Recentemente veio à tona, na comunicação social, o relatório elaborado pela Direcção-Geral de Estatísticas da Educação e Ciência sobre a endogamia académica em Portugal. Isto não é algo novo, é algo que todos têm presente, todavia, ter estes dados disponíveis dá-nos uma perspectiva mais concreta do(s) cenário(s) existente(s). Informação mais esmiuçada pode ser consultada no website desta direcção-geral, para quem estiver interessado. E, ainda que este não seja o primeiro estudo sobre o tema, estas conclusões vão na mesma direcção de investigações anteriores.

Se a maior conclusão do estudo em causa é a de que uma grande maioria dos professores das diversas instituições públicas aí fizeram os doutoramentos, portanto são “da casa”, sendo este um grande problema, infelizmente, a endogamia não termina por aqui. Há todo um rol de problemas que podem ser minorados com legislação mais direccionada, e ainda que a legislação por si só não mude totalmente a “cultura” da maioria das instituições, pode melhorar a Universidade.

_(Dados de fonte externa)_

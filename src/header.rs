//! Header encoder (C5): composes [`crate::rlp`] over the 17-field header
//! tuple, in either seal-mode (hashable-extra truncated per the version
//! byte) or full-mode (extra included whole).
//!
//! Field widths and the `ExtraV0`/`ExtraV1`/`ExtraV2` hashable-prefix
//! lengths are grounded on `examples/original_source/neox/circuit/{helper.go,
//! ConstValue.go}`.

use crate::{
    rlp,
    slice::PaddingSlice,
    utils::bitmask::first_i_bits_bitmask,
};
use halo2_base::{
    gates::{GateChip, GateInstructions, RangeChip},
    utils::ScalarField,
    AssignedValue, Context,
};

/// Extra-field version byte denoting the ECDSA-fallback scheme.
pub const EXTRA_V0: u64 = 0x00;
/// Extra-field version byte denoting the threshold scheme (initial).
pub const EXTRA_V1: u64 = 0x01;
/// Extra-field version byte denoting the threshold scheme (current).
pub const EXTRA_V2: u64 = 0x02;
/// Scheme byte at `extra[1]` for the BLS threshold path.
pub const EXTRA_V1_THRESHOLD_SCHEME: u64 = 0x01;

/// Hashable-extra length for `ExtraV0` headers: the version byte alone.
pub const HASHABLE_EXTRA_V0_LEN: usize = 1;
/// Hashable-extra length for `ExtraV1`/`ExtraV2` headers: version, scheme,
/// and the 32-byte TPKE commitment.
pub const HASHABLE_EXTRA_V1_LEN: usize = 34;

pub const PARENT_HASH_LEN: usize = 32;
pub const UNCLE_HASH_LEN: usize = 32;
pub const COINBASE_LEN: usize = 20;
pub const ROOT_LEN: usize = 32;
pub const TX_HASH_LEN: usize = 32;
pub const RECEIPT_HASH_LEN: usize = 32;
pub const BLOOM_LEN: usize = 256;
/// Maximum physical width of the big-endian, zero-padded `difficulty` wire.
pub const DIFFICULTY_MAX_LEN: usize = 32;
pub const NUMBER_LEN: usize = 8;
pub const GAS_LIMIT_LEN: usize = 8;
pub const GAS_USED_LEN: usize = 8;
pub const TIME_LEN: usize = 8;
/// Maximum physical width of `extra`: `34` (hashable prefix) `+ 48`
/// (compressed G1 public key) `+ 96` (compressed G2 signature), the
/// threshold-mode wire format of §6.
pub const EXTRA_MAX_LEN: usize = 178;
pub const MIX_DIGEST_LEN: usize = 32;
pub const NONCE_LEN: usize = 8;
/// Maximum physical width of the big-endian, zero-padded `base_fee` wire.
pub const BASE_FEE_MAX_LEN: usize = 32;
pub const WITHDRAWALS_HASH_LEN: usize = 32;

/// The 17 logical fields of an EVM-style, post-withdrawal block header, as
/// fixed-physical-length byte-wire vectors assigned at the circuit
/// frontier. Numeric fields (`difficulty, number, gas_limit, gas_used,
/// time, base_fee`) are big-endian, zero-padded on their low-index side;
/// the rest are raw fixed-width byte strings.
#[derive(Clone)]
pub struct HeaderParameters<F: ScalarField> {
    pub parent_hash: Vec<AssignedValue<F>>,
    pub uncle_hash: Vec<AssignedValue<F>>,
    pub coinbase: Vec<AssignedValue<F>>,
    pub root: Vec<AssignedValue<F>>,
    pub tx_hash: Vec<AssignedValue<F>>,
    pub receipt_hash: Vec<AssignedValue<F>>,
    pub bloom: Vec<AssignedValue<F>>,
    pub difficulty: Vec<AssignedValue<F>>,
    pub number: Vec<AssignedValue<F>>,
    pub gas_limit: Vec<AssignedValue<F>>,
    pub gas_used: Vec<AssignedValue<F>>,
    pub time: Vec<AssignedValue<F>>,
    pub extra: Vec<AssignedValue<F>>,
    pub mix_digest: Vec<AssignedValue<F>>,
    pub nonce: Vec<AssignedValue<F>>,
    pub base_fee: Vec<AssignedValue<F>>,
    pub withdrawals_hash: Vec<AssignedValue<F>>,
}

impl<F: ScalarField> HeaderParameters<F> {
    /// Asserts every field has its declared physical width. Mismatches here
    /// are the "compile-time shape error" of spec §7 -- callers (C9) should
    /// check field lengths before assignment; this is the in-circuit
    /// backstop.
    pub fn assert_widths(&self) {
        assert_eq!(self.parent_hash.len(), PARENT_HASH_LEN);
        assert_eq!(self.uncle_hash.len(), UNCLE_HASH_LEN);
        assert_eq!(self.coinbase.len(), COINBASE_LEN);
        assert_eq!(self.root.len(), ROOT_LEN);
        assert_eq!(self.tx_hash.len(), TX_HASH_LEN);
        assert_eq!(self.receipt_hash.len(), RECEIPT_HASH_LEN);
        assert_eq!(self.bloom.len(), BLOOM_LEN);
        assert_eq!(self.difficulty.len(), DIFFICULTY_MAX_LEN);
        assert_eq!(self.number.len(), NUMBER_LEN);
        assert_eq!(self.gas_limit.len(), GAS_LIMIT_LEN);
        assert_eq!(self.gas_used.len(), GAS_USED_LEN);
        assert_eq!(self.time.len(), TIME_LEN);
        assert_eq!(self.extra.len(), EXTRA_MAX_LEN);
        assert_eq!(self.mix_digest.len(), MIX_DIGEST_LEN);
        assert_eq!(self.nonce.len(), NONCE_LEN);
        assert_eq!(self.base_fee.len(), BASE_FEE_MAX_LEN);
        assert_eq!(self.withdrawals_hash.len(), WITHDRAWALS_HASH_LEN);
    }
}

/// Wraps `bytes` as a `PaddingSlice` whose logical length is always the
/// full physical length -- used for identifier/hash fields, which RLP
/// must encode at their declared width regardless of value (unlike
/// numeric fields, a hash of all-zero bytes is not "empty").
fn full_width_field<F: ScalarField>(
    ctx: &mut Context<F>,
    bytes: Vec<AssignedValue<F>>,
) -> PaddingSlice<F> {
    let len = bytes.len();
    let padding = ctx.load_constant(F::from(len as u64));
    PaddingSlice::from_parts(bytes, padding, true)
}

/// RLP-encodes a fixed-width identifier/hash field as a string, at its
/// full declared width.
fn encode_fixed_width_field<F: ScalarField>(
    ctx: &mut Context<F>,
    gate: &GateChip<F>,
    range: &RangeChip<F>,
    bytes: Vec<AssignedValue<F>>,
) -> PaddingSlice<F> {
    let content = full_width_field(ctx, bytes);
    rlp::encode_string(ctx, gate, range, &content)
}

/// Asserts `extra[0]` is one of `{ExtraV0, ExtraV1, ExtraV2}` (the
/// `rangeCheck`-by-`Select` pattern of the design notes: accumulate with
/// `Select`/`Or` starting from `false`, never from `true`), then masks
/// `extra` down to its hashable prefix: `1` byte for `ExtraV0`, `34`
/// bytes for `ExtraV1`/`ExtraV2`.
fn hashable_extra<F: ScalarField>(
    ctx: &mut Context<F>,
    gate: &GateChip<F>,
    extra: &[AssignedValue<F>],
) -> PaddingSlice<F> {
    let extra0 = extra[0];
    let v0 = ctx.load_constant(F::from(EXTRA_V0));
    let v1 = ctx.load_constant(F::from(EXTRA_V1));
    let v2 = ctx.load_constant(F::from(EXTRA_V2));
    let is_v0 = gate.is_equal(ctx, extra0, v0);
    let is_v1 = gate.is_equal(ctx, extra0, v1);
    let is_v2 = gate.is_equal(ctx, extra0, v2);

    let is_known_version = ctx.load_constant(F::zero());
    let is_known_version = gate.or(ctx, is_known_version, is_v0);
    let is_known_version = gate.or(ctx, is_known_version, is_v1);
    let is_known_version = gate.or(ctx, is_known_version, is_v2);
    gate.assert_is_const(ctx, &is_known_version, &F::one());

    let hashable_v0_len = ctx.load_constant(F::from(HASHABLE_EXTRA_V0_LEN as u64));
    let hashable_v1_len = ctx.load_constant(F::from(HASHABLE_EXTRA_V1_LEN as u64));
    let hashable_len = gate.select(ctx, hashable_v0_len, hashable_v1_len, is_v0);

    let mask = first_i_bits_bitmask(ctx, gate, hashable_len, extra.len() as u64);
    let masked: Vec<AssignedValue<F>> = extra
        .iter()
        .zip(mask.iter())
        .map(|(byte, bit)| gate.mul(ctx, *byte, *bit))
        .collect();
    PaddingSlice::from_parts(masked, hashable_len, true)
}

/// Composes the full RLP of `header`: in seal-mode, `extra` is truncated to
/// its hashable prefix (see [`hashable_extra`]); in full-mode it is
/// included whole. Returns the RLP list payload as a `PaddingSlice`.
pub fn encode_header<F: ScalarField>(
    ctx: &mut Context<F>,
    gate: &GateChip<F>,
    range: &RangeChip<F>,
    header: &HeaderParameters<F>,
    seal_mode: bool,
) -> PaddingSlice<F> {
    header.assert_widths();

    let extra_encoded = if seal_mode {
        let hashable = hashable_extra(ctx, gate, &header.extra);
        rlp::encode_string(ctx, gate, range, &hashable)
    } else {
        encode_fixed_width_field(ctx, gate, range, header.extra.clone())
    };

    let members = [
        encode_fixed_width_field(ctx, gate, range, header.parent_hash.clone()),
        encode_fixed_width_field(ctx, gate, range, header.uncle_hash.clone()),
        encode_fixed_width_field(ctx, gate, range, header.coinbase.clone()),
        encode_fixed_width_field(ctx, gate, range, header.root.clone()),
        encode_fixed_width_field(ctx, gate, range, header.tx_hash.clone()),
        encode_fixed_width_field(ctx, gate, range, header.receipt_hash.clone()),
        encode_fixed_width_field(ctx, gate, range, header.bloom.clone()),
        rlp::encode_bytes_as_string(ctx, gate, range, header.difficulty.clone(), true),
        rlp::encode_bytes_as_string(ctx, gate, range, header.number.clone(), true),
        rlp::encode_bytes_as_string(ctx, gate, range, header.gas_limit.clone(), true),
        rlp::encode_bytes_as_string(ctx, gate, range, header.gas_used.clone(), true),
        rlp::encode_bytes_as_string(ctx, gate, range, header.time.clone(), true),
        extra_encoded,
        encode_fixed_width_field(ctx, gate, range, header.mix_digest.clone()),
        encode_fixed_width_field(ctx, gate, range, header.nonce.clone()),
        rlp::encode_bytes_as_string(ctx, gate, range, header.base_fee.clone(), true),
        encode_fixed_width_field(ctx, gate, range, header.withdrawals_hash.clone()),
    ];

    let payload = PaddingSlice::concat(ctx, gate, &members, true);
    rlp::encode_list(ctx, gate, range, &payload)
}

#[cfg(test)]
mod tests {
    use super::*;

    #[test]
    fn hashable_extra_lengths_match_spec() {
        assert_eq!(HASHABLE_EXTRA_V0_LEN, 1);
        assert_eq!(HASHABLE_EXTRA_V1_LEN, 1 + 1 + 32);
        assert_eq!(EXTRA_MAX_LEN, HASHABLE_EXTRA_V1_LEN + 48 + 96);
    }
}
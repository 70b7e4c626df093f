use super::file::load_json;
use crate::{CircuitConfig, CircuitWithLimbsConfig};
use core::fmt;
use serde::{Deserialize, Serialize};

/// Parameters for each circuit this crate builds:
/// - the standalone secp256k1 ECDSA multisig circuit (C6)
/// - the BLS12-381 signature check / header-update circuit (C5, C7, C8)
/// - the keccak circuit (C3)
#[derive(Clone, Copy, Debug, Deserialize, Eq, Hash, PartialEq, Serialize)]
pub struct HeaderCircuitConfig {
    /// Config for the standalone secp256k1 ECDSA multisig circuit.
    pub ecdsa_config: CircuitWithLimbsConfig,

    /// Config for the BLS12-381 / header-update circuit.
    pub header_update_config: CircuitWithLimbsConfig,

    /// Config for the Keccak circuit.
    pub keccak_config: CircuitConfig,
}

impl HeaderCircuitConfig {
    // Checks that the lookup bits in each sub-config are compatible with
    // its own degree bits.
    pub fn check(&self) -> Result<(), &'static str> {
        // Number of lookup bits should be strictly smaller than the degree
        // for each circuit.
        if self.ecdsa_config.lookup_bits > (self.ecdsa_config.degree_bits - 1) as usize {
            return Err("ECDSA multisig lookup bits greater or equal to degree bits.");
        }

        if self.header_update_config.lookup_bits
            > (self.header_update_config.degree_bits - 1) as usize
        {
            return Err("Header update lookup bits greater or equal to degree bits.");
        }

        if self.keccak_config.lookup_bits > (self.keccak_config.degree_bits - 1) as usize {
            return Err("Keccak lookup bits greater or equal to degree bits.");
        }

        Ok(())
    }

    // Constructor method to load a HeaderCircuitConfig from a JSON file.
    pub fn from_file(config_file: &str) -> Self {
        let config: HeaderCircuitConfig = load_json(config_file);

        // Panic if check fails
        config.check().unwrap_or_else(|e| {
            panic!("Compatibility check for config {config_file} failed: {e:?}")
        });

        config
    }
}

impl fmt::Display for HeaderCircuitConfig {
    fn fmt(&self, f: &mut fmt::Formatter<'_>) -> fmt::Result {
        writeln!(f, "ECDSA multisig config: {}", self.ecdsa_config)?;
        writeln!(f, "Header update config: {}", self.header_update_config)?;
        writeln!(f, "Keccak config: {}", self.keccak_config)
    }
}
use serde::de::DeserializeOwned;
use std::{
    fs::{File, OpenOptions},
    io::BufReader,
};

pub fn open_file_for_read(path: &str) -> BufReader<File> {
    let f = OpenOptions::new()
        .read(true)
        .open(path)
        .unwrap_or_else(|e| panic!("failed to open for read {path}: {e}"));
    BufReader::new(f)
}

pub fn load_json<T: DeserializeOwned>(filename: &str) -> T {
    let val: T = serde_json::from_reader(
        File::open(filename).unwrap_or_else(|e| panic!("{filename}: {e:?}")),
    )
    .unwrap_or_else(|e| panic!("{filename} JSON: {e:?}"));
    val
}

É, pois, do conhecimento público que há outros factores que se misturam com o cenário e as respectivas causas desta endogamia. Ter feito um doutoramento noutra instituição nacional ou internacional não termina o problema. Não acredito que esta situação seja ideológica ou que deva ser tornada um assunto de “nós” contra “eles” ou da fulanização das situações, pois tal só nos atrasa por comparação com avanços feitos noutros países. Por exemplo, na Alemanha há legislação a limitar as contratações de antigos alunos antes de terem experiências noutras instituições e esta é prática comum em muitas universidades dos EUA. Será que isso põe fim à endogamia, à não meritocracia e a outros problemas que tais? Não, mas torna procedimentos menos correctos mais difíceis de desenvolver.

Uma das maroscas (perdoem-me a expressão) mais usadas é a figura de professor auxiliar convidado. Não é que não existam situações em que tal ocorre com recurso a candidaturas e até mérito, mas eu avançaria que, numa grande maioria, estes casos são apenas e só para colocar pessoas que já estão na rede de contactos sem haver competição directa. Isto seria problemático por si só, mas não afecta unicamente o presente, afecta também o futuro. Ora vejamos: para se ser contratado na carreira docente no nível inicial (Professor Auxiliar) é considerado factor relevante ter experiência lectiva. Neste sentido, se só a tem quem é professor convidado previamente, quem não faz parte das redes fica em clara desvantagem.

Ainda existem, por exemplo, os conhecidos “acordos de cavalheiros” onde, não raras vezes, júris externos dão o aval para se contratarem “os seus” e eles contratarão os “dos outros”. Ou ainda, não se colocam nas posições cimeiras dos concursos certos candidatos, ainda que melhores, para que não haja grande hipótese de reclamação formal, ou não se consideram de todo os melhores porque são ameaça aos candidatos previamente escolhidos. Esta estratégia é mais generalizada e abrange quase todos os sectores do Estado. Claro que se lidam com expectativas, e vidas de espera, mas essa espera é baseada numa avaliação errada de princípio – ser-se integrado porque “já lá se está” só é bom para os próprios.

A investigação que se vê em Portugal é inferior devido a esta endogamia. Há uma maior rigidez institucional e na pesquisa, na criatividade da investigação e na participação em diversas redes de investigação, e isto é real, mesmo que muitos insistam em não ver.

A autora escreve de acordo com a antiga ortografia.